:: Task statement ::
Exactly the lines from the start of the data below through the line containing "use crate::console;" must be returned, and no others.

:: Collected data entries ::
---
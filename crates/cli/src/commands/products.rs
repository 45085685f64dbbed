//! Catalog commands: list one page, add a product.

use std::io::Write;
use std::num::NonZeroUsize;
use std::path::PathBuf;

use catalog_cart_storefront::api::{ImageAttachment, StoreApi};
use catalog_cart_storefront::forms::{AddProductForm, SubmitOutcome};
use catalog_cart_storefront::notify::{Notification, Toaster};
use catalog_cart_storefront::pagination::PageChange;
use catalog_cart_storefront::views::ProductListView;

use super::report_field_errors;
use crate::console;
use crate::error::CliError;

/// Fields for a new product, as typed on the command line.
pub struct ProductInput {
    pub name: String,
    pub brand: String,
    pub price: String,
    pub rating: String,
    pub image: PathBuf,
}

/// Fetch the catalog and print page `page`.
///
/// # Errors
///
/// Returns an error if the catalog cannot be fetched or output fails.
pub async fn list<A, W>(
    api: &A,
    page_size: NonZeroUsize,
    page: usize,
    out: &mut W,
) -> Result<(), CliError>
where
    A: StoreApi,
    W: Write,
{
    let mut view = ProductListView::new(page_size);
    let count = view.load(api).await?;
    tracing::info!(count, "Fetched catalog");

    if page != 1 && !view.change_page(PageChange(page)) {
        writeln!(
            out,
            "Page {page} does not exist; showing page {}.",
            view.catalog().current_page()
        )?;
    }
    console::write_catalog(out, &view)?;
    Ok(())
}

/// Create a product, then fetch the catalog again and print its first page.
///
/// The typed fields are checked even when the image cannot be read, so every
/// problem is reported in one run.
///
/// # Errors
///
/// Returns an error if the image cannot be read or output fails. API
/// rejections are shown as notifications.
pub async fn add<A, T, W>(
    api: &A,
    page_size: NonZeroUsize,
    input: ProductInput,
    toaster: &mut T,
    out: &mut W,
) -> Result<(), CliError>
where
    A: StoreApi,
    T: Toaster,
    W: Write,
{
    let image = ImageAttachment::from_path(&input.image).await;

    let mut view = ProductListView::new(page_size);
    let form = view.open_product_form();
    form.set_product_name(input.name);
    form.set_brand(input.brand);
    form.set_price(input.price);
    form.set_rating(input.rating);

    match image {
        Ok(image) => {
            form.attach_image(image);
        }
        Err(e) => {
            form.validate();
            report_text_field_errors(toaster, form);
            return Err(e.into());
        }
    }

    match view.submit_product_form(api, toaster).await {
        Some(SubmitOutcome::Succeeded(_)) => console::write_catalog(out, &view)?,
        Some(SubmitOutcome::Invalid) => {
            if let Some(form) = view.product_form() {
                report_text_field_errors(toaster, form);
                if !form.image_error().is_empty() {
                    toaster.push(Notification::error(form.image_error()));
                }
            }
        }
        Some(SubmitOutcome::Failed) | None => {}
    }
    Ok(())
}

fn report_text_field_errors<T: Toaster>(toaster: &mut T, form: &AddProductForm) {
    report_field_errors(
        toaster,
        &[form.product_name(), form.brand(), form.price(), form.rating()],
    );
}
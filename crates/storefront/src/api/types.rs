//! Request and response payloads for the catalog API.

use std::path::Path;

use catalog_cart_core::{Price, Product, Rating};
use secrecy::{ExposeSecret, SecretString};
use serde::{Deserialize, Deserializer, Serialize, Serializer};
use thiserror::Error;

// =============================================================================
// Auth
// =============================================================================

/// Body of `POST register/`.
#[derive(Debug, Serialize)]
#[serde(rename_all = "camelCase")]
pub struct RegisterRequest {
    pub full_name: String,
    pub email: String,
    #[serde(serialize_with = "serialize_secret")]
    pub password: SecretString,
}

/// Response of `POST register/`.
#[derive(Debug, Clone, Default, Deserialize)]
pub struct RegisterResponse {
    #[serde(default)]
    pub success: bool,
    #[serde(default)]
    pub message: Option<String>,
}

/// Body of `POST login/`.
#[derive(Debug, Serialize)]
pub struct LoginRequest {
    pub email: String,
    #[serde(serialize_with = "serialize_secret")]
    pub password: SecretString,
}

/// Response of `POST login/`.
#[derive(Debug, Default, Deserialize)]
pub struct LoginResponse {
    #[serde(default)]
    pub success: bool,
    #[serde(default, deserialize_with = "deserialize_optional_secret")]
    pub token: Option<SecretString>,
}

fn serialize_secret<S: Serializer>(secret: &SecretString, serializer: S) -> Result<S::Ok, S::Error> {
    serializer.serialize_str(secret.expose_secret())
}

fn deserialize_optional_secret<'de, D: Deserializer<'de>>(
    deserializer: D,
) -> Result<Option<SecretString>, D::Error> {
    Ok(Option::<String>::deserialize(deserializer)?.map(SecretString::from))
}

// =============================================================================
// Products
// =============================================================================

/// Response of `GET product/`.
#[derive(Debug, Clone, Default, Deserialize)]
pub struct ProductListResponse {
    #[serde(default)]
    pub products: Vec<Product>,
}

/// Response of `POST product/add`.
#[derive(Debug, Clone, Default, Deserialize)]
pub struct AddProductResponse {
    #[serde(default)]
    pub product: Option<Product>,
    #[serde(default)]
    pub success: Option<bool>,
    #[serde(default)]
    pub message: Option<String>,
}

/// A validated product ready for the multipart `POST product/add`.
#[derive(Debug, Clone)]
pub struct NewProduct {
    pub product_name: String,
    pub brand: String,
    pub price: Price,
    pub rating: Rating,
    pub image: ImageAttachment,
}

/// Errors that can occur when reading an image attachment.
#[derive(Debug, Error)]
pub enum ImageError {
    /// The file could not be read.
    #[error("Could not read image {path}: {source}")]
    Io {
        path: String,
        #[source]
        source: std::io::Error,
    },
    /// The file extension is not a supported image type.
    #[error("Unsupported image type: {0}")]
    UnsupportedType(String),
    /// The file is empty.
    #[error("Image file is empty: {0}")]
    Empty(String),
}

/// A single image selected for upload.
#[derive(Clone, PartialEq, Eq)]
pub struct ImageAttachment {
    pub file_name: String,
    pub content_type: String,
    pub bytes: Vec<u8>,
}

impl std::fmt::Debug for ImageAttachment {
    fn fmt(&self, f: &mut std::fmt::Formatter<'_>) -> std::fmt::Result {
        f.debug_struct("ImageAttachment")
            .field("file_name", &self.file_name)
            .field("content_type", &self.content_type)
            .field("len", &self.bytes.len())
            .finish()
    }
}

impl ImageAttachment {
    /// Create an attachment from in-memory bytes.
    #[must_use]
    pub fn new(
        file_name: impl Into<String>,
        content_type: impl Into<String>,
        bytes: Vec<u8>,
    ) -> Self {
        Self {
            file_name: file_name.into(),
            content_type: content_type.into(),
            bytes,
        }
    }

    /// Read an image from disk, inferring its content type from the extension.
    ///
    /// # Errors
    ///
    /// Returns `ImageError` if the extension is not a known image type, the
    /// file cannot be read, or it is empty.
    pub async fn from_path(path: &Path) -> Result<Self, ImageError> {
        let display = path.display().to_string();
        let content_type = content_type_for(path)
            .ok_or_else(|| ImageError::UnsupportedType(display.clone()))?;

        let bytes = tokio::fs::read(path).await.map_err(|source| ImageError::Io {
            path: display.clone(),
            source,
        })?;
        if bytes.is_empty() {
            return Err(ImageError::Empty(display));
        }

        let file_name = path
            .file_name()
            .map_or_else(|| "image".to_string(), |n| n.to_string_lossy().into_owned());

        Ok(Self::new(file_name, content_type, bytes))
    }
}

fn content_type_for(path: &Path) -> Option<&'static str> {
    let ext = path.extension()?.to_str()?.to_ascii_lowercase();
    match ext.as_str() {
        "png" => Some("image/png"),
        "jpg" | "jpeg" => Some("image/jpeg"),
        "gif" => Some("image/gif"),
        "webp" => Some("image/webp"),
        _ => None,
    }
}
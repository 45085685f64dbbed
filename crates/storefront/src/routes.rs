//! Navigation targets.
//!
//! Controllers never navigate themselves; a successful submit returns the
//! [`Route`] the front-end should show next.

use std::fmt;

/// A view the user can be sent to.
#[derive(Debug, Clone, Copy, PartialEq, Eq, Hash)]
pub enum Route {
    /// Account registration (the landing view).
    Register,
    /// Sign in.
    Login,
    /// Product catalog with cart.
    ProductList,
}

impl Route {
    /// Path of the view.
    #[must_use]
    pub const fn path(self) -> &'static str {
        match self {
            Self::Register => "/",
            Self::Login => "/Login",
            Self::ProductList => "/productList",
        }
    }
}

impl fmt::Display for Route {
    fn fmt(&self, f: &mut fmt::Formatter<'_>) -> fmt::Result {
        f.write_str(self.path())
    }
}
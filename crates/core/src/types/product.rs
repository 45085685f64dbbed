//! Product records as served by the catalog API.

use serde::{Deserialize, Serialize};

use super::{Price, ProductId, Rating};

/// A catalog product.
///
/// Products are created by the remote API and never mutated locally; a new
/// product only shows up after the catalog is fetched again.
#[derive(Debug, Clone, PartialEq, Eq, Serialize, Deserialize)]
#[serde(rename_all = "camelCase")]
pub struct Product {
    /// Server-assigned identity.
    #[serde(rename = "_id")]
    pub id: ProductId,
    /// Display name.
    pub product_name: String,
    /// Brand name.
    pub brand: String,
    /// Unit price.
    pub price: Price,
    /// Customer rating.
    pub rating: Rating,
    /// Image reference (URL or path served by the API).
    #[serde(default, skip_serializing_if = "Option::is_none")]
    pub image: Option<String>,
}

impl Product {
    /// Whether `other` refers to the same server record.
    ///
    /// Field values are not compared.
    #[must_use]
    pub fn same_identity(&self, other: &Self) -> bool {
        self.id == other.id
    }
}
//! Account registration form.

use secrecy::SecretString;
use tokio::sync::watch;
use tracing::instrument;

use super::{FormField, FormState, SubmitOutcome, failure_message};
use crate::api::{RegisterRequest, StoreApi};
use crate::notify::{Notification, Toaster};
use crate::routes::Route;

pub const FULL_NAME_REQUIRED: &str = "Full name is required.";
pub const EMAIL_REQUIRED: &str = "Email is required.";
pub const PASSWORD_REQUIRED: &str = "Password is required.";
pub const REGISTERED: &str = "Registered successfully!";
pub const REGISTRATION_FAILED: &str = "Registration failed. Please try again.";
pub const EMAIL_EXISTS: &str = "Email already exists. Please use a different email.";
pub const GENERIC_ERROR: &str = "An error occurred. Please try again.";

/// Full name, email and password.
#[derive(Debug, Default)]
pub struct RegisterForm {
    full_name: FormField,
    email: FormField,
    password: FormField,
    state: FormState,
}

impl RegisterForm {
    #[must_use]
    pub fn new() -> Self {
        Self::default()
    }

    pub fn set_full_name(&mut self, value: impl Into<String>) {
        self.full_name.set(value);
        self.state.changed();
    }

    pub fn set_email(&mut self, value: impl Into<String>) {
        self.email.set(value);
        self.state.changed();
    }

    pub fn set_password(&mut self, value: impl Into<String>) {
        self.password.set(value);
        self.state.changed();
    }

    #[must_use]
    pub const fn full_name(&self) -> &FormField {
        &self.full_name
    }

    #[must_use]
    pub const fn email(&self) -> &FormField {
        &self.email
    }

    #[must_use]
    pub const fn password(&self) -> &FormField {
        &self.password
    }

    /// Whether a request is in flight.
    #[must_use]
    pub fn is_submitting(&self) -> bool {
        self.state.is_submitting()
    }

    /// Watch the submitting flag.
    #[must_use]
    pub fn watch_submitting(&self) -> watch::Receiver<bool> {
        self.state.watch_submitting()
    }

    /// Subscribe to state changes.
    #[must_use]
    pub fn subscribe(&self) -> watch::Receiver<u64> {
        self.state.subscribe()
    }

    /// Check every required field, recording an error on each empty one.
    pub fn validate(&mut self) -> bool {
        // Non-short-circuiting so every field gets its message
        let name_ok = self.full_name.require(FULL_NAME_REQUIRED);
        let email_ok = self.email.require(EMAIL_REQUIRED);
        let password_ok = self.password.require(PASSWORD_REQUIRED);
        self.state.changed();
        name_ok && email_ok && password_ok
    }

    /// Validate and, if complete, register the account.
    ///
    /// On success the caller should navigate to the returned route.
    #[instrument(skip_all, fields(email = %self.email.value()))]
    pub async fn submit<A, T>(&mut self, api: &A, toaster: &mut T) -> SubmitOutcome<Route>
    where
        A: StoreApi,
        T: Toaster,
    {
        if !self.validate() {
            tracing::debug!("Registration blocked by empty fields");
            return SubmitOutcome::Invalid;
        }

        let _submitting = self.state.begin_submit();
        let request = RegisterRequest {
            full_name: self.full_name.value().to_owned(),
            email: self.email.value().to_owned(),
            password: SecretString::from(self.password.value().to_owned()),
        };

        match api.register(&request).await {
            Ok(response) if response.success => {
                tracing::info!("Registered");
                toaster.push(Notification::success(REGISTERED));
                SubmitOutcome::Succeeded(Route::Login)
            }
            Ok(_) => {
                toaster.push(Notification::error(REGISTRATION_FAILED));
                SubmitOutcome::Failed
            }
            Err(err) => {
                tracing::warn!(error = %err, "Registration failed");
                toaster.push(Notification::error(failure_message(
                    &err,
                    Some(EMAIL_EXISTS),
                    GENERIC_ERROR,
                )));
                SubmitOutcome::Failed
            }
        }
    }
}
---
:: Exercise result ::
filename crates/cli/src/commands/products.rs
repository 45085685f64dbbed
//! Catalog commands: list one page, add a product.

use std::io::Write;
use std::num::NonZeroUsize;
use std::path::PathBuf;

use catalog_cart_storefront::api::{ImageAttachment, StoreApi};
use catalog_cart_storefront::forms::{AddProductForm, SubmitOutcome};
use catalog_cart_storefront::notify::{Notification, Toaster};
use catalog_cart_storefront::pagination::PageChange;
use catalog_cart_storefront::views::ProductListView;

use super::report_field_errors;
use crate::console;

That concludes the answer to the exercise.